Hes just not that into you

  • Posted by a hidden member.
    Log in to view his profile

    Mar 05, 2013 3:03 PM GMT
    I find myself being asked by friends, family for dating advice and i've noticed there are a few common themes that come into play in every relationship. I feel like people overcomplicate/overanalyze situations to a fault. While each relationship is unique- the underlying needs of the individual are remarkably similar. I've received some great advice from happily married couples in my travels and I've also learned a few lessons myself. No matter how complicated your relationship seems to be- there are some simple concepts that can greatly help you to work out your issues. I decided to write this post to offer some helpful pointers to those who may be too embarrassed to seek advice- or may not have anyone objective to talk to. (yes- i'm talking about you guys with the hidden profiles posting the majority of the relationship/dating questions)

    The beginning- this is the time where you show each other your best. If he's not giving you the time or attention you need now.. don't expect anything different 1 year into a relationship. People do not change and you shouldn't expect them to.

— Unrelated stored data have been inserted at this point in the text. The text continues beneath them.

use chrono::{DateTime, NaiveDate, Utc};
use sqlx::{FromRow, PgPool, Postgres, QueryBuilder, types::Json};
use uuid::Uuid;

use crate::dto::analytics::ReportPeriod;
use crate::dto::metric::{CreateMetricRequest, MetricFilter};
use crate::error::{Result, StorageError};
use crate::models::{MetricRecord, SessionType, Sport, SportStats};

const METRIC_COLUMNS: &str = "record_id, athlete_id, session_date, session_type, opponent, notes, \
     stats, verified, verified_by, verified_at, created_at";

#[derive(Debug, FromRow)]
struct MetricRow {
    record_id: Uuid,
    athlete_id: Uuid,
    session_date: NaiveDate,
    session_type: SessionType,
    opponent: Option<String>,
    notes: Option<String>,
    stats: Json<SportStats>,
    verified: bool,
    verified_by: Option<Uuid>,
    verified_at: Option<DateTime<Utc>>,
    created_at: DateTime<Utc>,
}

impl From<MetricRow> for MetricRecord {
    fn from(row: MetricRow) -> Self {
        Self {
            record_id: row.record_id,
            athlete_id: row.athlete_id,
            session_date: row.session_date,
            session_type: row.session_type,
            opponent: row.opponent,
            notes: row.notes,
            stats: row.stats.0,
            verified: row.verified,
            verified_by: row.verified_by,
            verified_at: row.verified_at,
            created_at: row.created_at,
        }
    }
}

pub struct MetricRepository<'a> {
    pool: &'a PgPool,
}

impl<'a> MetricRepository<'a> {
    pub fn new(pool: &'a PgPool) -> Self {
        Self { pool }
    }

    /// Paginated session history, newest first
    pub async fn list(
        &self,
        athlete_id: Uuid,
        filter: &MetricFilter,
    ) -> Result<(Vec<MetricRecord>, i64)> {
        let total_items = self.count(athlete_id, filter).await?;

        let mut query = QueryBuilder::new(format!(
            "SELECT {METRIC_COLUMNS} FROM metric_records WHERE athlete_id = "
        ));
        query.push_bind(athlete_id);
        push_filters(&mut query, filter.sport, filter.session_type, filter.from, filter.to);
        query.push(" ORDER BY session_date DESC, created_at DESC LIMIT ");
        query.push_bind(filter.limit());
        query.push(" OFFSET ");
        query.push_bind(filter.offset());

        let rows: Vec<MetricRow> = query.build_query_as().fetch_all(self.pool).await?;

        Ok((rows.into_iter().map(MetricRecord::from).collect(), total_items))
    }

    async fn count(&self, athlete_id: Uuid, filter: &MetricFilter) -> Result<i64> {
        let mut query =
            QueryBuilder::new("SELECT COUNT(*) FROM metric_records WHERE athlete_id = ");
        query.push_bind(athlete_id);
        push_filters(&mut query, filter.sport, filter.session_type, filter.from, filter.to);

        let count = query
            .build_query_scalar::<i64>()
            .fetch_one(self.pool)
            .await?;

        Ok(count)
    }

    /// Total recorded sessions for an athlete
    pub async fn count_for_athlete(&self, athlete_id: Uuid) -> Result<i64> {
        let count = sqlx::query_scalar::<_, i64>(
            "SELECT COUNT(*) FROM metric_records WHERE athlete_id = $1",
        )
        .bind(athlete_id)
        .fetch_one(self.pool)
        .await?;

        Ok(count)
    }

    /// Every session in a period for one sport, oldest first
    pub async fn find_in_period(
        &self,
        athlete_id: Uuid,
        sport: Sport,
        period: ReportPeriod,
    ) -> Result<Vec<MetricRecord>> {
        let mut query = QueryBuilder::new(format!(
            "SELECT {METRIC_COLUMNS} FROM metric_records WHERE athlete_id = "
        ));
        query.push_bind(athlete_id);
        push_filters(&mut query, Some(sport), None, period.from, period.to);
        query.push(" ORDER BY session_date ASC, created_at ASC");

        let rows: Vec<MetricRow> = query.build_query_as().fetch_all(self.pool).await?;

        Ok(rows.into_iter().map(MetricRecord::from).collect())
    }

    /// Find record by ID
    pub async fn find_by_id(&self, record_id: Uuid) -> Result<MetricRecord> {
        let row = sqlx::query_as::<_, MetricRow>(&format!(
            "SELECT {METRIC_COLUMNS} FROM metric_records WHERE record_id = $1"
        ))
        .bind(record_id)
        .fetch_optional(self.pool)
        .await?
        .ok_or(StorageError::NotFound)?;

        Ok(row.into())
    }

    /// Record one session
    pub async fn create(
        &self,
        athlete_id: Uuid,
        req: &CreateMetricRequest,
    ) -> Result<MetricRecord> {
        let row = sqlx::query_as::<_, MetricRow>(&format!(
            r#"
            INSERT INTO metric_records (athlete_id, session_date, session_type, sport, opponent, notes, stats)
            VALUES ($1, $2, $3, $4, $5, $6, $7)
            RETURNING {METRIC_COLUMNS}
            "#
        ))
        .bind(athlete_id)
        .bind(req.session_date)
        .bind(req.session_type)
        .bind(req.stats.sport())
        .bind(&req.opponent)
        .bind(&req.notes)
        .bind(Json(&req.stats))
        .fetch_one(self.pool)
        .await
        .map_err(|e| StorageError::from(e).classify("metric record"))?;

        Ok(row.into())
    }

    /// Insert a batch of sessions atomically; nothing is written if any row fails.
    pub async fn create_many(
        &self,
        athlete_id: Uuid,
        records: &[CreateMetricRequest],
    ) -> Result<usize> {
        let mut tx = self.pool.begin().await?;

        for req in records {
            sqlx::query(
                r#"
                INSERT INTO metric_records (athlete_id, session_date, session_type, sport, opponent, notes, stats)
                VALUES ($1, $2, $3, $4, $5, $6, $7)
                "#,
            )
            .bind(athlete_id)
            .bind(req.session_date)
            .bind(req.session_type)
            .bind(req.stats.sport())
            .bind(&req.opponent)
            .bind(&req.notes)
            .bind(Json(&req.stats))
            .execute(&mut *tx)
            .await
            .map_err(|e| StorageError::from(e).classify("metric record"))?;
        }

        tx.commit().await?;

        Ok(records.len())
    }

    /// Mark a record as verified by a coach
    pub async fn verify(
        &self,
        record_id: Uuid,
        verified_by: Uuid,
        now: DateTime<Utc>,
    ) -> Result<MetricRecord> {
        let row = sqlx::query_as::<_, MetricRow>(&format!(
            r#"
            UPDATE metric_records
            SET verified = true, verified_by = $2, verified_at = $3
            WHERE record_id = $1
            RETURNING {METRIC_COLUMNS}
            "#
        ))
        .bind(record_id)
        .bind(verified_by)
        .bind(now)
        .fetch_optional(self.pool)
        .await?
        .ok_or(StorageError::NotFound)?;

        Ok(row.into())
    }

    /// Delete a record by ID
    pub async fn delete(&self, record_id: Uuid) -> Result<()> {
        let result = sqlx::query("DELETE FROM metric_records WHERE record_id = $1")
            .bind(record_id)
            .execute(self.pool)
            .await?;

        if result.rows_affected() == 0 {
            return Err(StorageError::NotFound);
        }

        Ok(())
    }
}

fn push_filters(
    query: &mut QueryBuilder<'_, Postgres>,
    sport: Option<Sport>,
    session_type: Option<SessionType>,
    from: Option<NaiveDate>,
    to: Option<NaiveDate>,
) {
    if let Some(sport) = sport {
        query.push(" AND sport = ");
        query.push_bind(sport);
    }

    if let Some(session_type) = session_type {
        query.push(" AND session_type = ");
        query.push_bind(session_type);
    }

    if let Some(from) = from {
        query.push(" AND session_date >= ");
        query.push_bind(from);
    }

    if let Some(to) = to {
        query.push(" AND session_date <= ");
        query.push_bind(to);
    }
}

    Always give your best- Be sure to treat him as you would like to be treated. In life there are always going to be ups and downs.. all you can do is give your best effort. Your best on a monday may be different from your best on a friday afternoon at 4 pm... but its all about intention. You should want to make your partner happy.

    Make no assumptions- The only way to get on the same page as your dude is to talk! The root of most disagreements/fights are miscommunications. You are crazy to think you can know what someone else is thinking, and crazier to think they can read your mind. You will save yourself from feelings of disappointment/hurt if you stop making assumptions. Make your needs clear and if something confuses you -ask questions! To assume is to make an ass out of you and me.

    Actions speak louder than words- If it walks like a duck, talks like a duck, and quacks like a duck.. its a mother fucking duck. If their actions contradict their expressed desires/ goals - they may be misrepresenting themselves. Example: He say he wants a relationship, yet all he talks about is sex. If he wanted a relationship he would take the time to date you/ get to know you.. not just sext you late at night. The simplest answer tends to be the correct one. "Show me more, tell me less!"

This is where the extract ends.